Through baffle leakage and bundle bypass correction factors were the same as in a standard shell and tube exchanger. This, I thought, was not correct. It may not matter much in a baffle tilt of 5deg.-10deg. and smaller diameter exchangers. But a 35deg. Helixchanger with a large diameter was a different matter altogether. The tubes being round, but the holes in the baffles drilled elliptical, the added clearance was unavoidable. More so when multiplied by the number of tubes (5000+). The inclined baffles had a bigger circumference, resulting in a higher clearance between the baffles and the shell. Therefore, the through baffle leakage and bundle bypass correction factors had to be revised.
This was a major revelation. I presented the facts to the client but received no response. I met them at their offices in New Jersey and later at The Hague along with Akhil Sippy. They were polite and but they did not pay heed to our feedback. It was quite apparent that after Bash Master – the engineering whiz – left the organisation, no one in the company understood their own technology. However, in our thermal design, right through, we have used more realistic correction factors. These are based on a few experiments conducted on a prototype. The designs have always come back with the company stamp and the remark Noted.

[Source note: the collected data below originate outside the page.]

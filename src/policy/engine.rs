//! Pipeline orchestrator: turns one raw hook request into one verdict.
//!
//! Routing, in order:
//! 1. Unparseable input, or an event other than PreToolUse: fall through.
//! 2. File tools: allow when the path is authorized, else escalate.
//! 3. Built-in low-risk tools: allow.
//! 4. Shell: classify every segment and aggregate. Unknown escalates.
//! 5. Anything else: review if enabled, else fall through.
//!
//! "Escalate" means the advisory reviewer when review is enabled, and a
//! plain Ask when it isn't. Every verdict from steps 2-5 is audited.

use crate::audit::{AuditEntry, AuditLogger, Tier, DEFAULT_SESSION};
use crate::policy::defaults::{is_file_tool, is_low_risk_tool, is_shell_tool};
use crate::policy::types::*;
use crate::protocol::{ToolCallRequest, PRE_TOOL_USE};
use crate::pushback::FileStore;
use crate::review::prompt::truncate;
use crate::review::{AdvisoryReviewer, ClaudeReviewer};
use crate::shell::{aggregate, classify};
use crate::utils::{paths, state};
use chrono::Utc;
use std::path::PathBuf;
use std::time::{Duration, Instant};

/// Longest target string written to the audit log.
const MAX_TARGET_CHARS: usize = 500;

pub struct Pipeline {
    config: PolicyConfig,
    reviewer: Option<AdvisoryReviewer>,
    /// `None` disables auditing.
    audit_dir: Option<PathBuf>,
}

/// A verdict plus where it came from, before it is audited.
struct Decision {
    verdict: Verdict,
    tier: Tier,
    detail: Option<String>,
}

impl Decision {
    fn new(verdict: Verdict, tier: Tier) -> Self {
        Self {
            verdict,
            tier,
            detail: None,
        }
    }

    fn with_detail(mut self, detail: impl Into<String>) -> Self {
        self.detail = Some(detail.into());
        self
    }
}

impl Pipeline {
    /// A pipeline with no reviewer and no audit log.
    pub fn new(config: PolicyConfig) -> Self {
        Self {
            config,
            reviewer: None,
            audit_dir: None,
        }
    }

    /// The production wiring: `claude` reviewer, file-backed pushback
    /// records and audit logs under the state directory.
    pub fn from_config(config: PolicyConfig) -> Self {
        let reviewer = if config.review_enabled {
            let ttl = Duration::from_secs(config.pushback_ttl_secs);
            match FileStore::new(ttl) {
                Ok(store) => Some(AdvisoryReviewer::new(
                    Box::new(ClaudeReviewer::new(config.reviewer.clone())),
                    Box::new(store),
                )),
                Err(e) => {
                    tracing::warn!(error = format!("{:#}", e), "pushback store unavailable");
                    None
                }
            }
        } else {
            None
        };

        let audit_dir = match state::log_dir() {
            Ok(dir) => Some(dir),
            Err(e) => {
                tracing::warn!(error = format!("{:#}", e), "audit log disabled");
                None
            }
        };

        Self {
            config,
            reviewer,
            audit_dir,
        }
    }

    pub fn with_reviewer(mut self, reviewer: AdvisoryReviewer) -> Self {
        self.reviewer = Some(reviewer);
        self
    }

    pub fn with_audit_dir(mut self, dir: impl Into<PathBuf>) -> Self {
        self.audit_dir = Some(dir.into());
        self
    }

    pub fn config(&self) -> &PolicyConfig {
        &self.config
    }

    /// Decide a raw hook message. Never fails.
    pub async fn decide(&self, raw: &str) -> Verdict {
        let request = match ToolCallRequest::parse(raw) {
            Ok(request) => request,
            Err(e) => {
                tracing::debug!(error = %e, "unparseable request, falling through");
                return Verdict::FallThrough;
            }
        };

        if request.event_name != PRE_TOOL_USE {
            tracing::debug!(event = %request.event_name, "not a PreToolUse event, falling through");
            return Verdict::FallThrough;
        }

        self.decide_request(&request).await
    }

    /// Decide an already-parsed request and audit the result.
    pub async fn decide_request(&self, request: &ToolCallRequest) -> Verdict {
        let start = Instant::now();
        let decision = self.evaluate(request).await;
        let elapsed = start.elapsed();

        tracing::info!(
            tool = %request.action_kind,
            verdict = decision.verdict.kind(),
            tier = %decision.tier,
            "decided"
        );

        self.audit(request, &decision, elapsed);
        decision.verdict
    }

    async fn evaluate(&self, request: &ToolCallRequest) -> Decision {
        let kind = request.action_kind.as_str();

        if is_file_tool(kind) {
            return self.evaluate_file(request).await;
        }

        if is_low_risk_tool(kind) {
            return Decision::new(Verdict::allow_because("built-in low-risk tool"), Tier::Builtin);
        }

        if is_shell_tool(kind) {
            return self.evaluate_shell(request).await;
        }

        if self.config.review_enabled {
            let context = format!("{} is not covered by any local rule", kind);
            return self.escalate(request, context).await;
        }

        Decision::new(Verdict::FallThrough, Tier::None)
    }

    async fn evaluate_file(&self, request: &ToolCallRequest) -> Decision {
        let working_dir = request.working_dir.to_string_lossy();
        let path = request.file_path.as_deref().unwrap_or(&*working_dir);

        if paths::is_authorized(path, &request.working_dir, &self.config) {
            return Decision::new(
                Verdict::allow_because("path is inside an authorized directory"),
                Tier::Rules,
            );
        }

        let context = format!(
            "{} targets {}, which is outside the authorized directories",
            request.action_kind, path
        );
        self.escalate(request, context).await
    }

    async fn evaluate_shell(&self, request: &ToolCallRequest) -> Decision {
        let command = request.command_text.as_deref().unwrap_or_default();
        let segments = classify(command, &request.working_dir, &self.config);
        let detail = segments
            .iter()
            .map(SegmentVerdict::label)
            .collect::<Vec<_>>()
            .join(",");

        let decision = match aggregate(&segments) {
            SegmentVerdict::Allow => Decision::new(
                Verdict::allow_because("every command segment matched a local rule"),
                Tier::Rules,
            ),
            SegmentVerdict::Deny(reason) => Decision::new(Verdict::deny(reason), Tier::Rules),
            SegmentVerdict::Ask(reason) => Decision::new(Verdict::ask(reason), Tier::Rules),
            SegmentVerdict::Unknown => {
                let context = if command.trim().is_empty() {
                    "the shell command is empty".to_string()
                } else {
                    "local rules could not classify every part of this shell command".to_string()
                };
                self.escalate(request, context).await
            }
        };

        if decision.detail.is_some() {
            decision
        } else {
            decision.with_detail(detail)
        }
    }

    /// Hand an unresolved request to the reviewer, or to the human.
    async fn escalate(&self, request: &ToolCallRequest, context: String) -> Decision {
        if !self.config.review_enabled {
            return Decision::new(
                Verdict::ask(format!("{}; advisory review is disabled", context)),
                Tier::Rules,
            )
            .with_detail(context);
        }

        match &self.reviewer {
            Some(reviewer) => {
                let verdict = reviewer.review(request, &context).await;
                Decision::new(verdict, Tier::Review).with_detail(context)
            }
            None => Decision::new(
                Verdict::ask(format!("Advisory review unavailable; {}", context)),
                Tier::Review,
            )
            .with_detail(context),
        }
    }

    /// Best-effort: a failure here never changes the verdict.
    fn audit(&self, request: &ToolCallRequest, decision: &Decision, elapsed: Duration) {
        let Some(dir) = &self.audit_dir else {
            return;
        };
        let session = request.session_id.as_deref().unwrap_or(DEFAULT_SESSION);

        let entry = AuditEntry {
            timestamp: Utc::now(),
            session_id: session.to_string(),
            action_kind: request.action_kind.clone(),
            target: truncate(&request.target(), MAX_TARGET_CHARS),
            verdict: decision.verdict.clone(),
            tier: decision.tier,
            detail: decision.detail.clone(),
            eval_duration_us: Some(elapsed.as_micros() as u64),
        };

        if let Err(e) = AuditLogger::in_dir(dir, session).and_then(|mut log| log.record(&entry)) {
            tracing::warn!(error = format!("{:#}", e), "failed to write audit entry");
        }
    }
}

#[cfg(test)]
mod tests {
    use super::*;
    use crate::audit::AuditReader;
    use tempfile::TempDir;

    fn offline() -> Pipeline {
        Pipeline::new(PolicyConfig {
            review_enabled: false,
            ..PolicyConfig::default()
        })
    }

    fn bash(command: &str) -> String {
        serde_json::json!({
            "hook_event_name": "PreToolUse",
            "tool_name": "Bash",
            "cwd": "/home/dev/project",
            "tool_input": { "command": command }
        })
        .to_string()
    }

    #[tokio::test]
    async fn test_garbage_falls_through() {
        let pipeline = offline();
        assert_eq!(pipeline.decide("").await, Verdict::FallThrough);
        assert_eq!(pipeline.decide("not json").await, Verdict::FallThrough);
        assert_eq!(pipeline.decide("[1,2]").await, Verdict::FallThrough);
    }

    #[tokio::test]
    async fn test_other_events_fall_through() {
        let raw = r#"{"hook_event_name":"PostToolUse","tool_name":"Bash","tool_input":{"command":"ls"}}"#;
        assert_eq!(offline().decide(raw).await, Verdict::FallThrough);
    }

    #[tokio::test]
    async fn test_shell_routing() {
        let pipeline = offline();
        assert!(pipeline.decide(&bash("ls -la")).await.is_allow());
        assert!(pipeline.decide(&bash("git push origin main")).await.is_ask());
        assert!(pipeline.decide(&bash("rm -rf /home/dev")).await.is_deny());
        // unknown with review disabled escalates to the human
        assert!(pipeline.decide(&bash("ssh prod uptime")).await.is_ask());
    }

    #[tokio::test]
    async fn test_file_routing() {
        let pipeline = offline();
        let inside = r#"{"tool_name":"Read","cwd":"/w","tool_input":{"file_path":"/tmp/notes.txt"}}"#;
        assert!(pipeline.decide(inside).await.is_allow());

        let outside = r#"{"tool_name":"Write","cwd":"/w","tool_input":{"file_path":"/etc/hosts"}}"#;
        let verdict = pipeline.decide(outside).await;
        assert!(verdict.is_ask());
        assert!(verdict.reason().unwrap().contains("/etc/hosts"));
    }

    #[tokio::test]
    async fn test_unknown_tool() {
        let raw = r#"{"tool_name":"mcp__db__query","cwd":"/w","tool_input":{}}"#;
        assert_eq!(offline().decide(raw).await, Verdict::FallThrough);

        // review on, but no reviewer could be wired
        let pipeline = Pipeline::new(PolicyConfig::default());
        let verdict = pipeline.decide(raw).await;
        assert!(verdict.is_ask());
        assert!(verdict.reason().unwrap().contains("unavailable"));
    }

    #[tokio::test]
    async fn test_low_risk_tools_allowed() {
        let raw = r#"{"tool_name":"TodoWrite","cwd":"/w","tool_input":{"todos":[]}}"#;
        let verdict = offline().decide(raw).await;
        assert!(verdict.is_allow());
        assert_eq!(verdict.reason(), Some("built-in low-risk tool"));
    }

    #[tokio::test]
    async fn test_decisions_are_audited() {
        let tmp = TempDir::new().unwrap();
        let pipeline = offline().with_audit_dir(tmp.path());

        let raw = serde_json::json!({
            "session_id": "abc",
            "tool_name": "Bash",
            "cwd": "/w",
            "tool_input": { "command": "ls && git push" }
        })
        .to_string();
        pipeline.decide(&raw).await;
        pipeline.decide("garbage").await;

        let entries = AuditReader::with_dir(tmp.path()).read_session("abc").unwrap();
        assert_eq!(entries.len(), 1);
        assert!(entries[0].verdict.is_ask());
        assert_eq!(entries[0].tier, Tier::Rules);
        assert_eq!(entries[0].detail.as_deref(), Some("allow,ask"));
        assert_eq!(entries[0].target, "ls && git push");
    }

    #[tokio::test]
    async fn test_audit_failure_keeps_verdict() {
        let tmp = TempDir::new().unwrap();
        let blocker = tmp.path().join("logs");
        std::fs::write(&blocker, "not a directory").unwrap();
        let pipeline = offline().with_audit_dir(&blocker);
        assert!(pipeline.decide(&bash("rm -rf /home/dev")).await.is_deny());
    }
}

Furthermore, we have adopted stringent standards for shell fabrication and baffle drilling. Our tolerance levels are a fit closer than those recommended by TEMA-R.
This took us some time to master; especially the drilling of the baffles holes. Accuracies could not be obtained by fixing the baffles inclined on a vertical driller, as is the usual practice. We opted for a horizontal drilling machine where baffles are fixed on the flat surface and the tool post can gyrate by 45deg. This machine called Premack has been especially designed for this purpose. We have made 142 helix changers, all working at 100% efficiency.
We learnt from the fiasco that it being a close design, the over-design factor provided was very low. The very purpose of going for a helix changer in this case was to reduce the size and weight, as the structure on which the original (standard) was founded was weak, making pulling out the heavy bundle a risky proposition. The helix design reduced the weight by 30%. With no experience in this area, Lummus were initially reluctant; they relented only after we guaranteed the performance.
RIL paid us within three months as the efficiency rose from -10% to +5% in a fortnight. How did that happen? The shell side service was dirty; the muck filled the gaps and the leakage stopped. We were plain lucky. The incident led us to believe that Lummus-designed Helixchangers providing good service are either over-designed or have few tubes with small diameters and baffle inclinations.